Adding a new vaccine to standard therapy extended survival for people with the most deadly type of brain cancer in a small study.
Researchers from Duke University Medical Center and the University of Texas M.D. Anderson Cancer Center report that the case-control study included 35 patients newly diagnosed with the brain cancer, known as glioblastoma (GBM). The patients were divided into two groups: Both received surgery, radiation and the chemotherapy drug temozolomide, but one group of 18 patients also began receiving injections of the new vaccine one month after completing radiation and continued to receive the vaccine as long as it appeared to be effective.
Median survival time for those in the vaccine group was 26 months, compared with 15 months for the control group.

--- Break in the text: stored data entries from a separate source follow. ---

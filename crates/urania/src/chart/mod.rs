pub mod assembler;
pub mod context;

pub use assembler::{
    assemble_frame, compute_chart, natal_aspect_points, FrameChart, NatalChart, NATAL_LAYER,
};
pub use context::{build_context, is_day_birth, ChartContext, ChartInput};
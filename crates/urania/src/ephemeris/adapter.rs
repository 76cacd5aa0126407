use crate::ephemeris::error::EphemerisError;
use crate::ephemeris::types::{Body, BodyPosition, HouseAngles, HouseSystem};
use crate::ephemeris::EphemerisProvider;
use crate::geometry::normalize_degrees;
use log::{debug, info};
use std::env;
use std::path::{Path, PathBuf};
use std::sync::Once;
use swisseph::swe::{calc_ut, houses_ex};
use swisseph::AscMc;

/// Data directory used when neither the caller nor the environment names one
pub const DEFAULT_EPHEMERIS_PATH: &str = "/usr/local/share/swisseph";

/// Environment variable consulted for the data directory
pub const EPHEMERIS_PATH_ENV: &str = "SWISS_EPHEMERIS_PATH";

// FLG_SWIEPH = 2 (use Swiss Ephemeris files), FLG_SPEED = 256 (fill in daily motion)
const FLG_SWIEPH: i32 = 2;
const FLG_SPEED: i32 = 256;

static EPHEMERIS_PATH_INIT: Once = Once::new();

/// Swiss Ephemeris backed provider
#[derive(Debug, Clone)]
pub struct SwissEphemeris {
    ephemeris_path: PathBuf,
}

impl SwissEphemeris {
    /// Create a provider with an optional data directory.
    ///
    /// The Swiss library keeps its search path in process-wide state, so the
    /// first successful construction fixes it for the lifetime of the process.
    pub fn new(ephemeris_path: Option<PathBuf>) -> Result<Self, EphemerisError> {
        let path = ephemeris_path.unwrap_or_else(|| {
            env::var(EPHEMERIS_PATH_ENV)
                .map(PathBuf::from)
                .unwrap_or_else(|_| PathBuf::from(DEFAULT_EPHEMERIS_PATH))
        });

        if !path.exists() {
            return Err(EphemerisError::FileNotFound {
                path: path.display().to_string(),
                message: "Ephemeris path does not exist. Please ensure Swiss Ephemeris data files are installed.".to_string(),
            });
        }

        install_ephemeris_path(&path);

        Ok(Self {
            ephemeris_path: path,
        })
    }

    pub fn ephemeris_path(&self) -> &Path {
        &self.ephemeris_path
    }
}

/// Hand the data directory to the Swiss library exactly once.
///
/// The library reads `SE_EPHE_PATH` the first time it opens a data file.
fn install_ephemeris_path(path: &Path) {
    EPHEMERIS_PATH_INIT.call_once(|| {
        info!("Swiss Ephemeris data path: {}", path.display());
        env::set_var("SE_EPHE_PATH", path);
    });
}

impl EphemerisProvider for SwissEphemeris {
    fn position(&self, julian_day: f64, body: Body) -> Result<BodyPosition, EphemerisError> {
        let flags = FLG_SWIEPH | FLG_SPEED;
        let result = calc_ut(julian_day, body.swiss_id() as u32, flags as u32).map_err(|e| {
            EphemerisError::CalculationFailed {
                body: body.name().to_string(),
                julian_day,
                message: format!("Swiss Ephemeris error: {}", e),
            }
        })?;

        let out = result.out;
        let longitude = out[0];
        let speed_longitude = out[3];
        if !longitude.is_finite() {
            return Err(EphemerisError::CalculationFailed {
                body: body.name().to_string(),
                julian_day,
                message: "non-finite longitude".to_string(),
            });
        }

        debug!("{} at JD {:.5}: {:.4}", body.name(), julian_day, longitude);
        Ok(BodyPosition {
            lon: normalize_degrees(longitude),
            speed_lon: speed_longitude,
            retrograde: speed_longitude < 0.0,
        })
    }

    fn houses(
        &self,
        julian_day: f64,
        latitude: f64,
        longitude: f64,
        system: HouseSystem,
    ) -> Result<HouseAngles, EphemerisError> {
        let (_cusps, a) = houses_ex(julian_day, FLG_SWIEPH, latitude, longitude, system.code() as i32);
        let ascmc = AscMc::from_array(a);

        if !ascmc.ascendant.is_finite() || !ascmc.mc.is_finite() {
            return Err(EphemerisError::HouseCalculationFailed {
                message: format!(
                    "no ascendant for lat {:.4}, lon {:.4} at JD {:.5}",
                    latitude, longitude, julian_day
                ),
            });
        }

        Ok(HouseAngles {
            asc: normalize_degrees(ascmc.ascendant),
            mc: normalize_degrees(ascmc.mc),
        })
    }
}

Progression-free survival was 14.2 months in the vaccine group, compared to 6.3 months in the control group.
The vaccine appeared to stimulate an immune response in approximately half of the patients who received it, suggesting such responses were linked to increased survival time, “but the numbers are so small that we cannot conclude this with any degree of certainty,” Dr. Amy Heimberger, co-lead investigator from M.D. Anderson, said in a news release from Duke.

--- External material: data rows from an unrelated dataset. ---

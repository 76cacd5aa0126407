pub mod adapter;
pub mod error;
pub mod mean;
pub mod time;
pub mod types;

pub use adapter::SwissEphemeris;
pub use error::EphemerisError;
pub use mean::MeanEphemeris;
pub use time::{datetime_from_julian_day, julian_day};
pub use types::{Body, BodyPosition, GeoLocation, HouseAngles, HouseSystem};

/// Numerical source of body positions and chart angles.
///
/// Implementations must be deterministic and free of per-call side effects;
/// chart computation may call them from any thread.
pub trait EphemerisProvider {
    /// Tropical longitude and direction of `body` at `julian_day` (UT).
    fn position(&self, julian_day: f64, body: Body) -> Result<BodyPosition, EphemerisError>;

    /// Tropical ascendant and midheaven for an observer.
    fn houses(
        &self,
        julian_day: f64,
        latitude: f64,
        longitude: f64,
        system: HouseSystem,
    ) -> Result<HouseAngles, EphemerisError>;
}
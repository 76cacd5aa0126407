pub mod houses;
pub mod signs;

pub use houses::{find_house_equal, house_cusp, HousePlacement};
pub use signs::{
    sidereal_arc, Element, Modality, SiderealSign, SignArc, TropicalSign, ZodiacFrame, ZodiacSign,
    SIDEREAL_ARCS,
};
pub mod calculator;
pub mod types;

pub use calculator::{AspectEngine, AspectPoint, PointPairing};
pub use types::{
    Aspect, AspectDefinition, AspectObjectRef, AspectType, OrbTable, ASPECT_DEFINITIONS,
    LUMINARY_ORBS,
};
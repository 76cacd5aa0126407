//! Chart angles and the tropical/sidereal offset.

use crate::ephemeris::{EphemerisProvider, GeoLocation, HouseSystem};
use crate::error::ChartError;
use crate::geometry::{normalize_degrees, to_sidereal};
use log::debug;
use serde::{Deserialize, Serialize};

/// Ayanamsa at the year 2000 in this linear model, degrees
pub const AYANAMSA_AT_2000: f64 = 31.38;
/// Years per degree of drift in this linear model
pub const AYANAMSA_YEARS_PER_DEGREE: f64 = 72.0;

/// Offset between the tropical and sidereal frames for a birth year.
///
/// This is a linear approximation, `31.38 + (year - 2000) / 72`, and is not
/// any published ayanamsa. Chart output depends on it staying exactly so.
pub fn ayanamsa_for_year(year: i32) -> f64 {
    AYANAMSA_AT_2000 + (year - 2000) as f64 / AYANAMSA_YEARS_PER_DEGREE
}

/// Ascendant and midheaven in both frames
#[derive(Debug, Clone, Copy, PartialEq, Serialize, Deserialize)]
pub struct ChartAngles {
    pub tropical_ascendant: f64,
    pub tropical_midheaven: f64,
    pub sidereal_ascendant: f64,
    pub sidereal_midheaven: f64,
}

impl ChartAngles {
    pub fn from_tropical(ascendant: f64, midheaven: f64, ayanamsa: f64) -> Self {
        Self {
            tropical_ascendant: normalize_degrees(ascendant),
            tropical_midheaven: normalize_degrees(midheaven),
            sidereal_ascendant: to_sidereal(ascendant, ayanamsa),
            sidereal_midheaven: to_sidereal(midheaven, ayanamsa),
        }
    }
}

/// Resolve equal-house angles for an observer.
///
/// Failure is fatal for the chart: every house placement depends on the
/// ascendant.
pub fn resolve_angles(
    ephemeris: &dyn EphemerisProvider,
    julian_day: f64,
    location: GeoLocation,
    ayanamsa: f64,
) -> Result<ChartAngles, ChartError> {
    let houses = ephemeris
        .houses(julian_day, location.lat, location.lon, HouseSystem::Equal)
        .map_err(ChartError::AngleResolution)?;
    let angles = ChartAngles::from_tropical(houses.asc, houses.mc, ayanamsa);
    debug!(
        "Angles at JD {:.5}: ASC {:.4} MC {:.4} (sidereal ASC {:.4})",
        julian_day, angles.tropical_ascendant, angles.tropical_midheaven, angles.sidereal_ascendant
    );
    Ok(angles)
}

#[cfg(test)]
mod tests {
    use super::*;

    #[test]
    fn test_ayanamsa_linear_model() {
        assert!((ayanamsa_for_year(2000) - 31.38).abs() < 1e-12);
        assert!((ayanamsa_for_year(2072) - 32.38).abs() < 1e-12);
        assert!((ayanamsa_for_year(1928) - 30.38).abs() < 1e-12);
    }

    #[test]
    fn test_sidereal_angles_wrap() {
        let angles = ChartAngles::from_tropical(10.0, 280.0, 31.38);
        assert!((angles.sidereal_ascendant - 338.62).abs() < 1e-9);
        assert!((angles.sidereal_midheaven - 248.62).abs() < 1e-9);
    }
}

The vaccine knocks out a growth factor associated with the most aggressive form of the brain cancer.
“About a third of all glioblastomas are fueled by a very aggressive cancer gene, called EGFRvIII; these tumors are the ‘worst of the worst,'” Dr. John Sampson, a professor of neurosurgery at Duke University Medical Center, said in the news release.

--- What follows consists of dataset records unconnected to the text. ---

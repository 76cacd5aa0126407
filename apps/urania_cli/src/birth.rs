use anyhow::Context;
use chrono::{DateTime, NaiveDate, NaiveDateTime, Utc};
use clap::Args;
use urania::{ChartInput, GeoLocation};

/// Birth data for one chart
#[derive(Args, Debug, Clone)]
pub struct BirthArgs {
    /// UTC birth instant, "YYYY-MM-DD HH:MM" (or just "YYYY-MM-DD" with --time-unknown).
    #[arg(long)]
    pub datetime: String,

    /// Latitude in decimal degrees, north positive (default: config location).
    #[arg(long, allow_hyphen_values = true)]
    pub lat: Option<f64>,

    /// Longitude in decimal degrees, east positive (default: config location).
    #[arg(long, allow_hyphen_values = true)]
    pub lon: Option<f64>,

    /// Clock time is not known: no houses, angles or angle-based points.
    #[arg(long)]
    pub time_unknown: bool,
}

/// Second chart for synastry and composite
#[derive(Args, Debug, Clone)]
pub struct PartnerArgs {
    /// Partner's UTC birth instant, "YYYY-MM-DD HH:MM".
    #[arg(long)]
    pub partner_datetime: String,

    #[arg(long, allow_hyphen_values = true)]
    pub partner_lat: Option<f64>,

    #[arg(long, allow_hyphen_values = true)]
    pub partner_lon: Option<f64>,

    #[arg(long)]
    pub partner_time_unknown: bool,
}

impl PartnerArgs {
    pub fn as_birth(&self) -> BirthArgs {
        BirthArgs {
            datetime: self.partner_datetime.clone(),
            lat: self.partner_lat,
            lon: self.partner_lon,
            time_unknown: self.partner_time_unknown,
        }
    }
}

pub fn parse_utc(text: &str) -> anyhow::Result<DateTime<Utc>> {
    let text = text.trim();
    if let Ok(dt) = DateTime::parse_from_rfc3339(text) {
        return Ok(dt.with_timezone(&Utc));
    }
    for format in ["%Y-%m-%d %H:%M", "%Y-%m-%dT%H:%M", "%Y-%m-%d %H:%M:%S"] {
        if let Ok(naive) = NaiveDateTime::parse_from_str(text, format) {
            return Ok(naive.and_utc());
        }
    }
    let date = NaiveDate::parse_from_str(text, "%Y-%m-%d")
        .with_context(|| format!("Unrecognised date/time {:?}", text))?;
    date.and_hms_opt(12, 0, 0)
        .map(|naive| naive.and_utc())
        .with_context(|| format!("Invalid date {:?}", text))
}

impl BirthArgs {
    pub fn to_input(&self, fallback: Option<GeoLocation>) -> anyhow::Result<ChartInput> {
        let datetime = parse_utc(&self.datetime)?;
        let location = match (self.lat, self.lon, fallback) {
            (Some(lat), Some(lon), _) => GeoLocation { lat, lon },
            (None, None, Some(loc)) => loc,
            _ => anyhow::bail!("Give both --lat and --lon, or set [location] in the config"),
        };
        Ok(ChartInput::new(datetime, location, !self.time_unknown))
    }
}
use crate::angles::{ayanamsa_for_year, resolve_angles, ChartAngles};
use crate::ephemeris::{julian_day, EphemerisProvider, GeoLocation};
use crate::error::ChartError;
use chrono::{DateTime, Datelike, TimeZone, Timelike, Utc};
use serde::{Deserialize, Serialize};

/// Event instant and place a chart is cast for
#[derive(Debug, Clone, Copy, PartialEq, Serialize, Deserialize)]
pub struct ChartInput {
    pub datetime: DateTime<Utc>,
    pub location: GeoLocation,
    /// When false, houses, angles and angle-based points are left out
    pub time_known: bool,
}

impl ChartInput {
    pub fn new(datetime: DateTime<Utc>, location: GeoLocation, time_known: bool) -> Self {
        Self {
            datetime,
            location,
            time_known,
        }
    }

    /// Build from UTC calendar fields. Fields are expected to be valid
    /// already; an impossible date is reported rather than corrected.
    #[allow(clippy::too_many_arguments)]
    pub fn from_utc(
        year: i32,
        month: u32,
        day: u32,
        hour: u32,
        minute: u32,
        latitude: f64,
        longitude: f64,
        time_known: bool,
    ) -> Result<Self, ChartError> {
        let datetime = Utc
            .with_ymd_and_hms(year, month, day, hour, minute, 0)
            .single()
            .ok_or(ChartError::InvalidInstant {
                year,
                month,
                day,
                hour,
                minute,
            })?;
        Ok(Self::new(
            datetime,
            GeoLocation {
                lat: latitude,
                lon: longitude,
            },
            time_known,
        ))
    }
}

/// Per-chart constants shared by every later stage
#[derive(Debug, Clone, PartialEq, Serialize, Deserialize)]
pub struct ChartContext {
    pub datetime: DateTime<Utc>,
    pub location: GeoLocation,
    pub time_known: bool,
    pub julian_day: f64,
    pub ayanamsa: f64,
    /// Absent when the birth time is unknown
    pub angles: Option<ChartAngles>,
    pub is_day_birth: bool,
}

impl ChartContext {
    pub fn tropical_ascendant(&self) -> Option<f64> {
        self.angles.map(|a| a.tropical_ascendant)
    }

    pub fn sidereal_ascendant(&self) -> Option<f64> {
        self.angles.map(|a| a.sidereal_ascendant)
    }
}

/// Resolve the context for a chart. Angle failure aborts the chart.
pub fn build_context(
    ephemeris: &dyn EphemerisProvider,
    input: &ChartInput,
) -> Result<ChartContext, ChartError> {
    let jd = julian_day(input.datetime);
    let ayanamsa = ayanamsa_for_year(input.datetime.year());
    let angles = if input.time_known {
        Some(resolve_angles(ephemeris, jd, input.location, ayanamsa)?)
    } else {
        None
    };

    Ok(ChartContext {
        datetime: input.datetime,
        location: input.location,
        time_known: input.time_known,
        julian_day: jd,
        ayanamsa,
        angles,
        is_day_birth: is_day_birth(input.datetime, input.location.lon),
    })
}

/// Day/night by clock: local mean hour in [6, 18) counts as day.
///
/// Local mean time is UTC shifted by longitude / 15 hours; true sunrise and
/// sunset are not consulted.
pub fn is_day_birth(datetime: DateTime<Utc>, longitude: f64) -> bool {
    let utc_hours = datetime.hour() as f64 + datetime.minute() as f64 / 60.0;
    let local_hour = (utc_hours + longitude / 15.0).rem_euclid(24.0);
    (6.0..18.0).contains(&local_hour)
}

The presence of EGFRvIII allows cancer cells to multiply out of control, seeding new tumors throughout the brain, the researchers explained. Even with advances in chemotherapy and radiation, prognosis for patients with glioblastoma is poor, with an average survival time of one year after diagnosis.
About 10,000 new cases of glioblastoma appear in the United States every year.
“Our study showed that the vaccine eliminated all of the cancer cells carrying this marker in all but one of our study participants,” study senior author Dr. Darell D. Bigner, director of the Preston Robert Tisch Brain Tumor Center, said in the news release. (Bigner is one of three scientists who discovered the gene variant EGFRvIII.)
The vaccine is known variously as CDX-110 by Celldex Therapeutics or PF-04948568 by Pfizer.
The study appears online Oct.4 in the Journal of Clinical Oncology.
Drs. Bigner, Heimberger and Sampson, along with Duke University and M.D. Anderson, have potential conflicts of interest from consulting agreements, stock options and possible licensing fees, according to background material for the study. Duke and M.D. Anderson have plans in place to manage potential conflict of interest, the statement said.